Task instructions = Copy the lines below exactly. Start at the first and finish with the line containing "mod window;".

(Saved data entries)
//! Format-aware document splitting.
//!
//! Markdown is cut at heading boundaries, JSON is rendered record by record,
//! and everything else falls back to overlapping fixed-size windows. Sizes
//! are measured in characters.

mod json;
pub mod markdown;
mod window;

pub use markdown::parse_heading;
pub(crate) use markdown::heading_lines;
pub use window::window_ranges;

use serde::{Deserialize, Serialize};

use crate::error::{Error, Result, SplitError};
use crate::types::{Chunk, ChunkKind, Document};

#[derive(Debug, Clone, Serialize, Deserialize, PartialEq, Eq)]
#[serde(default)]
pub struct SplitterConfig {
    pub chunk_size: usize,
    pub chunk_overlap: usize,
}

impl Default for SplitterConfig {
    fn default() -> Self {
        Self { chunk_size: 1000, chunk_overlap: 200 }
    }
}

impl SplitterConfig {
    pub fn validate(&self) -> Result<()> {
        if self.chunk_size == 0 {
            return Err(Error::InvalidConfig("splitter.chunk_size must be positive".into()));
        }
        if self.chunk_overlap >= self.chunk_size {
            return Err(Error::InvalidConfig(format!(
                "splitter.chunk_overlap ({}) must be smaller than chunk_size ({})",
                self.chunk_overlap, self.chunk_size
            )));
        }
        Ok(())
    }
}

#[derive(Debug, Clone)]
pub struct Splitter {
    config: SplitterConfig,
}

impl Splitter {
    pub fn new(config: SplitterConfig) -> Result<Self> {
        config.validate()?;
        Ok(Self { config })
    }

    pub fn config(&self) -> &SplitterConfig {
        &self.config
    }

    /// Split one document into chunks with contiguous 0-based indices.
    pub fn split(&self, doc: &Document) -> std::result::Result<Vec<Chunk>, SplitError> {
        if doc.raw_text.trim().is_empty() {
            return Ok(Vec::new());
        }
        let pieces = match doc.extension.as_str() {
            "md" | "markdown" => self.markdown_pieces(&doc.raw_text),
            "json" => self.json_pieces(doc)?,
            _ => self.window_pieces(&doc.raw_text, &[]),
        };

        let source = doc.path.to_string_lossy().into_owned();
        let mut chunks = Vec::with_capacity(pieces.len());
        for piece in pieces {
            let chunk = Chunk::new(piece.text, source.as_str(), chunks.len(), piece.kind)
                .map_err(|e| SplitError::new(&doc.path, e.to_string()))?
                .with_headings(piece.headings);
            chunks.push(chunk);
        }
        tracing::debug!(path = %doc.path.display(), chunks = chunks.len(), "split document");
        Ok(chunks)
    }

    fn markdown_pieces(&self, text: &str) -> Vec<Piece> {
        let mut out = Vec::new();
        for section in markdown::sections(text) {
            let body = text[section.range.clone()].trim();
            let fits = body.chars().count() <= self.config.chunk_size;
            if section.starts_with_heading && fits {
                out.push(Piece {
                    text: body.to_string(),
                    kind: ChunkKind::HeaderSection,
                    headings: section.headings,
                });
            } else {
                out.extend(self.window_pieces(body, &section.headings));
            }
        }
        out
    }

    fn json_pieces(&self, doc: &Document) -> std::result::Result<Vec<Piece>, SplitError> {
        let value: serde_json::Value = serde_json::from_str(&doc.raw_text)
            .map_err(|e| SplitError::new(&doc.path, format!("malformed JSON: {e}")))?;
        Ok(json::records(&value)
            .iter()
            .flat_map(|record| self.window_pieces(record, &[]))
            .collect())
    }

    fn window_pieces(&self, text: &str, headings: &[String]) -> Vec<Piece> {
        window_ranges(text, self.config.chunk_size, self.config.chunk_overlap)
            .into_iter()
            .map(|r| text[r].trim())
            .filter(|t| !t.is_empty())
            .map(|t| Piece { text: t.to_string(), kind: ChunkKind::FixedWindow, headings: headings.to_vec() })
            .collect()
    }
}

struct Piece {
    text: String,
    kind: ChunkKind,
    headings: Vec<String>,
}

#[cfg(test)]
mod tests {
    use super::*;

    fn splitter(size: usize, overlap: usize) -> Splitter {
        Splitter::new(SplitterConfig { chunk_size: size, chunk_overlap: overlap }).unwrap()
    }

    #[test]
    fn rejects_overlap_not_below_size() {
        let err = Splitter::new(SplitterConfig { chunk_size: 100, chunk_overlap: 100 }).unwrap_err();
        assert!(matches!(err, Error::InvalidConfig(_)));
        assert!(Splitter::new(SplitterConfig { chunk_size: 0, chunk_overlap: 0 }).is_err());
    }

    #[test]
    fn empty_document_yields_no_chunks() {
        let s = Splitter::new(SplitterConfig::default()).unwrap();
        assert!(s.split(&Document::new("notes.md", "   \n\n ")).unwrap().is_empty());
        assert!(s.split(&Document::new("notes.txt", "")).unwrap().is_empty());
    }

    #[test]
    fn section_at_exactly_chunk_size_is_not_resplit() {
        let body = format!("# T\n{}", "x".repeat(16));
        assert_eq!(body.chars().count(), 20);
        let chunks = splitter(20, 5).split(&Document::new("a.md", body.clone())).unwrap();
        assert_eq!(chunks.len(), 1);
        assert_eq!(chunks[0].chunk_kind, ChunkKind::HeaderSection);
        assert_eq!(chunks[0].text, body);

        let longer = format!("# T\n{}", "x y ".repeat(10));
        let chunks = splitter(20, 5).split(&Document::new("a.md", longer)).unwrap();
        assert!(chunks.len() > 1);
        assert!(chunks.iter().all(|c| c.chunk_kind == ChunkKind::FixedWindow));
        assert!(chunks.iter().all(|c| c.headings == vec!["T".to_string()]));
    }

    #[test]
    fn markdown_sections_keep_heading_lines_and_hierarchy() {
        let md = "# Orion\nA telescope scheduler.\n## Setup\nRun it.\n";
        let chunks = splitter(1000, 200).split(&Document::new("Orion_README.md", md)).unwrap();
        assert_eq!(chunks.len(), 2);
        assert_eq!(chunks[0].text, "# Orion\nA telescope scheduler.");
        assert_eq!(chunks[1].text, "## Setup\nRun it.");
        assert_eq!(chunks[1].headings, vec!["Orion".to_string(), "Setup".to_string()]);
        assert_eq!(chunks.iter().map(|c| c.chunk_index).collect::<Vec<_>>(), vec![0, 1]);
    }

    #[test]
    fn preamble_without_heading_is_windowed() {
        let md = "Just a preface.\n# Title\nBody.\n";
        let chunks = splitter(1000, 200).split(&Document::new("a.md", md)).unwrap();
        assert_eq!(chunks[0].chunk_kind, ChunkKind::FixedWindow);
        assert_eq!(chunks[0].text, "Just a preface.");
        assert_eq!(chunks[1].chunk_kind, ChunkKind::HeaderSection);
    }

    #[test]
    fn json_records_become_chunks() {
        let raw = r#"[{"name": "Orion", "description": "scheduler"}, {"name": "Vega"}]"#;
        let chunks = splitter(1000, 200).split(&Document::new("github_repositories.json", raw)).unwrap();
        assert_eq!(chunks.len(), 2);
        assert_eq!(chunks[0].text, "name: Orion\ndescription: scheduler");
        assert_eq!(chunks[1].text, "name: Vega");
        assert_eq!(chunks[1].chunk_index, 1);
    }

    #[test]
    fn malformed_json_is_a_split_error() {
        let err = splitter(1000, 200).split(&Document::new("broken.json", "{\"name\": ")).unwrap_err();
        assert!(err.reason.contains("malformed JSON"));
        assert!(err.path.ends_with("broken.json"));
    }

    #[test]
    fn plain_text_windows_respect_size() {
        let text = "word ".repeat(100);
        let chunks = splitter(50, 10).split(&Document::new("notes.txt", text)).unwrap();
        assert!(chunks.len() > 1);
        assert!(chunks.iter().all(|c| c.text.chars().count() <= 50));
        assert!(chunks.iter().all(|c| c.chunk_kind == ChunkKind::FixedWindow));
    }
}
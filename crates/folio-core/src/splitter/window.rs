use std::ops::Range;

/// Separators tried, in order, when looking for a natural break.
const SEPARATORS: &[&str] = &["\n\n", "\n", " "];

/// Byte ranges of fixed-size character windows over `text`.
///
/// Each window holds at most `size` characters. A window that does not reach
/// the end of the text is shortened to the last paragraph, line or word break
/// found in its back half. Consecutive windows share up to `overlap`
/// characters, and together the ranges cover the whole text. The shared part
/// starts at a word boundary when the overlap holds one.
pub fn window_ranges(text: &str, size: usize, overlap: usize) -> Vec<Range<usize>> {
    let bounds: Vec<usize> = text.char_indices().map(|(i, _)| i).chain(std::iter::once(text.len())).collect();
    let n = bounds.len() - 1;
    if n == 0 {
        return Vec::new();
    }
    let size = size.max(1);
    let overlap = overlap.min(size - 1);

    let mut ranges = Vec::new();
    let mut start = 0usize;
    let mut prev_end = 0usize;
    loop {
        let hard_end = (start + size).min(n);
        let lo = (start + size / 2).max(prev_end + 1);
        let end = if hard_end == n { n } else { natural_break(text, &bounds, lo, hard_end) };
        ranges.push(bounds[start]..bounds[end]);
        prev_end = end;
        if end == n {
            break;
        }
        let next = word_start(text, &bounds, end.saturating_sub(overlap), end);
        start = if next > start { next } else { end };
    }
    ranges
}

/// Char index in `lo..=hard_end` at which to end a window.
fn natural_break(text: &str, bounds: &[usize], lo: usize, hard_end: usize) -> usize {
    if lo >= hard_end {
        return hard_end;
    }
    let haystack = &text[bounds[lo]..bounds[hard_end]];
    for sep in SEPARATORS {
        if let Some(pos) = haystack.rfind(sep) {
            let byte_end = bounds[lo] + pos + sep.len();
            if let Ok(idx) = bounds.binary_search(&byte_end) {
                return idx;
            }
        }
    }
    hard_end
}

/// First char index in `from..=to` that begins a word.
fn word_start(text: &str, bounds: &[usize], from: usize, to: usize) -> usize {
    if from == 0 || text[..bounds[from]].ends_with([' ', '\n']) {
        return from;
    }
    text[bounds[from]..bounds[to]]
        .find([' ', '\n'])
        .and_then(|pos| bounds.binary_search(&(bounds[from] + pos + 1)).ok())
        .unwrap_or(from)
}
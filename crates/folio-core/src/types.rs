//! Domain types shared by the loader, splitter, embedder and index.

use serde::{Deserialize, Serialize};
use std::path::{Path, PathBuf};

use crate::error::{Error, Result};

/// Source path recorded on the synthesized project-index chunk.
pub const PROJECT_INDEX_SOURCE: &str = "project_index";

/// Raw text read from one file. Discarded once split.
#[derive(Debug, Clone, PartialEq, Eq)]
pub struct Document {
    pub path: PathBuf,
    pub raw_text: String,
    /// Lower-cased extension without the dot; empty when the file has none.
    pub extension: String,
}

impl Document {
    pub fn new(path: impl Into<PathBuf>, raw_text: impl Into<String>) -> Self {
        let path = path.into();
        let extension = path
            .extension()
            .and_then(|e| e.to_str())
            .map(str::to_ascii_lowercase)
            .unwrap_or_default();
        Self { path, raw_text: raw_text.into(), extension }
    }

    pub fn file_name(&self) -> &str {
        self.path.file_name().and_then(|n| n.to_str()).unwrap_or("")
    }
}

/// How a chunk was produced.
#[derive(Debug, Clone, Copy, Serialize, Deserialize, PartialEq, Eq, Hash)]
#[serde(rename_all = "snake_case")]
pub enum ChunkKind {
    HeaderSection,
    FixedWindow,
    ProjectIndex,
}

impl ChunkKind {
    pub fn as_str(self) -> &'static str {
        match self {
            Self::HeaderSection => "header_section",
            Self::FixedWindow => "fixed_window",
            Self::ProjectIndex => "project_index",
        }
    }

    pub fn parse(s: &str) -> Option<Self> {
        match s {
            "header_section" => Some(Self::HeaderSection),
            "fixed_window" => Some(Self::FixedWindow),
            "project_index" => Some(Self::ProjectIndex),
            _ => None,
        }
    }
}

/// A bounded span of a document; the unit of embedding and retrieval.
///
/// - `source_path`: path of the originating file (or `project_index`)
/// - `chunk_index`: 0-based position within the source document
/// - `headings`: enclosing markdown headings, outermost first
#[derive(Debug, Clone, Serialize, Deserialize, PartialEq)]
pub struct Chunk {
    pub text: String,
    pub source_path: String,
    pub chunk_index: usize,
    pub project_name: Option<String>,
    pub chunk_kind: ChunkKind,
    #[serde(default)]
    pub headings: Vec<String>,
}

impl Chunk {
    pub fn new(
        text: impl Into<String>,
        source_path: impl Into<String>,
        chunk_index: usize,
        chunk_kind: ChunkKind,
    ) -> Result<Self> {
        let text = text.into();
        let source_path = source_path.into();
        if text.trim().is_empty() {
            return Err(Error::InvalidChunk(format!("empty text for {source_path}#{chunk_index}")));
        }
        if source_path.is_empty() {
            return Err(Error::InvalidChunk("missing source path".to_string()));
        }
        Ok(Self { text, source_path, chunk_index, project_name: None, chunk_kind, headings: Vec::new() })
    }

    #[must_use]
    pub fn with_headings(mut self, headings: Vec<String>) -> Self {
        self.headings = headings;
        self
    }

    #[must_use]
    pub fn with_project(mut self, project: Option<String>) -> Self {
        self.project_name = project;
        self
    }

    pub fn is_project_index(&self) -> bool {
        self.chunk_kind == ChunkKind::ProjectIndex
    }

    pub fn source_file_name(&self) -> &str {
        Path::new(&self.source_path).file_name().and_then(|n| n.to_str()).unwrap_or(&self.source_path)
    }
}

/// An embedded chunk as stored in the vector index.
#[derive(Debug, Clone, PartialEq)]
pub struct IndexEntry {
    pub vector: Vec<f32>,
    pub chunk: Chunk,
}

/// One search hit. `score` is higher-is-better regardless of distance metric.
#[derive(Debug, Clone, Serialize, PartialEq)]
pub struct ScoredChunk {
    pub chunk: Chunk,
    pub score: f32,
}

/// Hits ordered by descending score, at most `k` long.
#[derive(Debug, Clone, Default, Serialize, PartialEq)]
pub struct QueryResult {
    pub hits: Vec<ScoredChunk>,
}

impl QueryResult {
    pub fn len(&self) -> usize {
        self.hits.len()
    }

    pub fn is_empty(&self) -> bool {
        self.hits.is_empty()
    }

    pub fn chunks(&self) -> impl Iterator<Item = &Chunk> {
        self.hits.iter().map(|h| &h.chunk)
    }
}

/// Distance metric used by the vector index.
#[derive(Debug, Clone, Copy, Default, Serialize, Deserialize, PartialEq, Eq)]
#[serde(rename_all = "lowercase")]
pub enum Distance {
    #[default]
    Cosine,
    L2,
}

impl Distance {
    pub fn as_str(self) -> &'static str {
        match self {
            Self::Cosine => "cosine",
            Self::L2 => "l2",
        }
    }

    pub fn parse(s: &str) -> Option<Self> {
        match s.to_ascii_lowercase().as_str() {
            "cosine" => Some(Self::Cosine),
            "l2" | "euclidean" => Some(Self::L2),
            _ => None,
        }
    }
}

/// Prompt sent to a generation backend.
#[derive(Debug, Clone, PartialEq, Eq)]
pub struct Prompt {
    pub system: Option<String>,
    pub user: String,
}

/// Result of answering a query.
#[derive(Debug, Clone, Serialize)]
pub struct Answer {
    pub answer: String,
    pub summary: String,
    pub sources: Vec<Chunk>,
}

Response area =
//! Format-aware document splitting.
//!
//! Markdown is cut at heading boundaries, JSON is rendered record by record,
//! and everything else falls back to overlapping fixed-size windows. Sizes
//! are measured in characters.

mod json;
pub mod markdown;
mod window;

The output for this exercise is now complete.